Exercise details: Take every line containing "enumerate" out of the records.
──────── Data records
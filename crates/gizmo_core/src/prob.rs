//! Discrete probability kernel: convolution, uniform-sum PDF/CDF, and the
//! memoized per-(level, ancient) invention-budget CDF.
//!
//! Everything here operates on dense `Vec<f64>` distributions indexed by
//! outcome value, matching the generator's own representation. Tolerances
//! that matter for deduplication elsewhere in the workspace use `EPSILON`.

use std::collections::HashMap;
use std::sync::RwLock;

/// Absolute tolerance used wherever two probabilities are compared for
/// "near enough to be the same outcome" (result dedup, invariant tests).
pub const EPSILON: f64 = 1e-7;

/// `conv(a, b)[k] = Σ a[j]·b[k−j]`, for `k` in `0..a.len()+b.len()-1`.
pub fn convolve(a: &[f64], b: &[f64]) -> Vec<f64> {
    if a.is_empty() || b.is_empty() {
        return Vec::new();
    }
    let mut out = vec![0.0; a.len() + b.len() - 1];
    for (i, &ai) in a.iter().enumerate() {
        if ai == 0.0 {
            continue;
        }
        for (j, &bj) in b.iter().enumerate() {
            out[i + j] += ai * bj;
        }
    }
    out
}

/// PDF of `Uniform{0..roll-1}`: a vector of length `roll`, each entry `1/roll`.
pub fn uniform_pdf(roll: u32) -> Vec<f64> {
    assert!(roll > 0, "a uniform roll upper bound must be positive");
    vec![1.0 / roll as f64; roll as usize]
}

/// PDF of the sum of independent uniforms `Uᵢ ~ Uniform{0..rollsᵢ-1}`.
///
/// Returns the degenerate distribution `[1.0]` (a constant 0) for an empty
/// roll list, so callers that zero-pad a base in front of this never need
/// to special-case "no rolls".
pub fn pdf_of_uniform_sum(rolls: &[u32]) -> Vec<f64> {
    let mut iter = rolls.iter();
    let Some(&first) = iter.next() else {
        return vec![1.0];
    };
    let mut pdf = uniform_pdf(first);
    for &r in iter {
        pdf = convolve(&pdf, &uniform_pdf(r));
    }
    pdf
}

/// Inclusive partial sum of a PDF.
pub fn cdf_from_pdf(pdf: &[f64]) -> Vec<f64> {
    let mut out = Vec::with_capacity(pdf.len());
    let mut acc = 0.0;
    for &p in pdf {
        acc += p;
        out.push(acc);
    }
    out
}

/// Build a per-perk contribution CDF: a zero-padded prefix of length `base`
/// followed by the CDF of the sum of `rolls`.
pub fn contribution_cdf(base: u32, rolls: &[u32]) -> Vec<f64> {
    let roll_pdf = pdf_of_uniform_sum(rolls);
    let mut pdf = vec![0.0; base as usize];
    pdf.extend(roll_pdf);
    cdf_from_pdf(&pdf)
}

/// The invention-budget CDF for a given player level and gizmo variant.
///
/// `m = level/2 + 20`; `k` = 6 dice for ancient gizmos, 5 otherwise; the sum
/// of `k` `Uniform{0..m-1}` dice is computed, then every probability mass
/// below index `level` is floored onto index `level` (a player can never
/// "spend" less than their level in invention budget).
pub fn compute_budget_pdf(level: u8, ancient: bool) -> Vec<f64> {
    let m = level as u32 / 2 + 20;
    let dice = if ancient { 6 } else { 5 };
    let mut pdf = pdf_of_uniform_sum(&vec![m; dice]);

    let level = level as usize;
    if pdf.len() <= level {
        pdf.resize(level + 1, 0.0);
    }
    let floored: f64 = pdf[..level].iter().sum();
    for p in pdf[..level].iter_mut() {
        *p = 0.0;
    }
    pdf[level] += floored;
    pdf
}

/// Thread-safe, memoized cache of budget CDFs keyed by `(level, ancient)`.
///
/// Readers dominate: a read lock is tried first, and only promoted to a
/// write lock on a cache miss, with the key rechecked after acquiring it
/// (double-checked lookup) so concurrent misses for the same key compute
/// the vector at most once each, and once inserted a vector is never
/// mutated again.
#[derive(Default)]
pub struct BudgetCdfCache {
    cache: RwLock<HashMap<(u8, bool), std::sync::Arc<Vec<f64>>>>,
}

impl BudgetCdfCache {
    pub fn new() -> Self {
        BudgetCdfCache { cache: RwLock::new(HashMap::new()) }
    }

    pub fn get(&self, level: u8, ancient: bool) -> std::sync::Arc<Vec<f64>> {
        let key = (level, ancient);
        if let Some(hit) = self.cache.read().expect("budget cdf cache poisoned").get(&key) {
            return hit.clone();
        }
        let mut guard = self.cache.write().expect("budget cdf cache poisoned");
        if let Some(hit) = guard.get(&key) {
            return hit.clone();
        }
        let cdf = std::sync::Arc::new(cdf_from_pdf(&compute_budget_pdf(level, ancient)));
        guard.insert(key, cdf.clone());
        cdf
    }
}
//! gizmo_algo — the perk-probability engine. Given a concrete gizmo, computes
//! the probability distribution over generated-perk outcome pairs the
//! generator would produce for it at a given player level.
//!
//! Pure and catalog-borrowing throughout; the only failures are invalid
//! catalog references, which surface as [`gizmo_core::CoreError`] rather
//! than panicking (see the catalog lookups in [`engine`]).

#![forbid(unsafe_code)]

pub mod engine;
pub mod gizmo;

pub use engine::{gizmo_outcome_probabilities, target_probability};
pub use gizmo::{GeneratedPerk, Gizmo, GizmoOutcome, Target, TargetPerk};
//! Worker-sharded candidate evaluation: each worker strides the candidate
//! list, writes to a private result vector, and advances its own
//! cache-line-padded progress counter.

use std::sync::atomic::{AtomicU64, Ordering};
use std::sync::Arc;

use gizmo_algo::{Gizmo, Target};
use gizmo_core::{Catalog, ComponentId, EquipmentType, GizmoType};

use crate::result::SearchResult;

/// A per-worker progress counter alone in its own cache line, so sibling
/// workers' increments never false-share with the monitor thread's reads.
#[repr(align(64))]
#[derive(Default)]
pub struct PaddedCounter(pub AtomicU64);

impl PaddedCounter {
    pub fn new() -> Self {
        PaddedCounter(AtomicU64::new(0))
    }

    pub fn load(&self) -> u64 {
        self.0.load(Ordering::Relaxed)
    }
}

/// One counter per worker, each in its own `Arc` so a monitor thread can
/// hold clones and sample them while the workers are still running.
pub fn make_counters(worker_count: usize) -> Vec<Arc<PaddedCounter>> {
    (0..worker_count.max(1)).map(|_| Arc::new(PaddedCounter::new())).collect()
}

/// Evaluate every candidate in `candidates` across `counters.len()` threads,
/// striding the list so worker `w` handles indices `w, w+W, 2w+W, …`. Each
/// worker writes to its own private result vector; the shards are
/// concatenated (unsorted) on return.
#[allow(clippy::too_many_arguments)]
pub fn evaluate_sharded(
    catalog: &Catalog,
    budget_cache: &gizmo_core::prob::BudgetCdfCache,
    candidates: &[Vec<ComponentId>],
    equipment: EquipmentType,
    gizmo_type: GizmoType,
    level: u8,
    target: &Target,
    counters: &[Arc<PaddedCounter>],
) -> Vec<SearchResult> {
    let worker_count = counters.len().max(1);
    let mut shards: Vec<Vec<SearchResult>> = Vec::new();

    std::thread::scope(|scope| {
        let mut handles = Vec::with_capacity(worker_count);
        for (w, counter) in counters.iter().enumerate() {
            handles.push(scope.spawn(move || {
                let mut local = Vec::new();
                let mut idx = w;
                while idx < candidates.len() {
                    let tuple = &candidates[idx];
                    let gizmo = Gizmo::new(equipment, gizmo_type, tuple.clone());
                    let probability =
                        gizmo_algo::target_probability(catalog, budget_cache, &gizmo, level, target)
                            .expect("search candidates only reference catalog ids");
                    let cost: u32 = tuple
                        .iter()
                        .map(|id| catalog.component(*id).map(|c| c.cost).unwrap_or(0))
                        .sum();
                    local.push(SearchResult::new(tuple.clone(), cost, probability));
                    counter.0.fetch_add(1, Ordering::Relaxed);
                    idx += worker_count;
                }
                local
            }));
        }
        for h in handles {
            shards.push(h.join().expect("search worker panicked"));
        }
    });

    shards.into_iter().flatten().collect()
}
────────────────
Problem solution:
    for (i, &ai) in a.iter().enumerate() {
        for (j, &bj) in b.iter().enumerate() {
        for (w, counter) in counters.iter().enumerate() {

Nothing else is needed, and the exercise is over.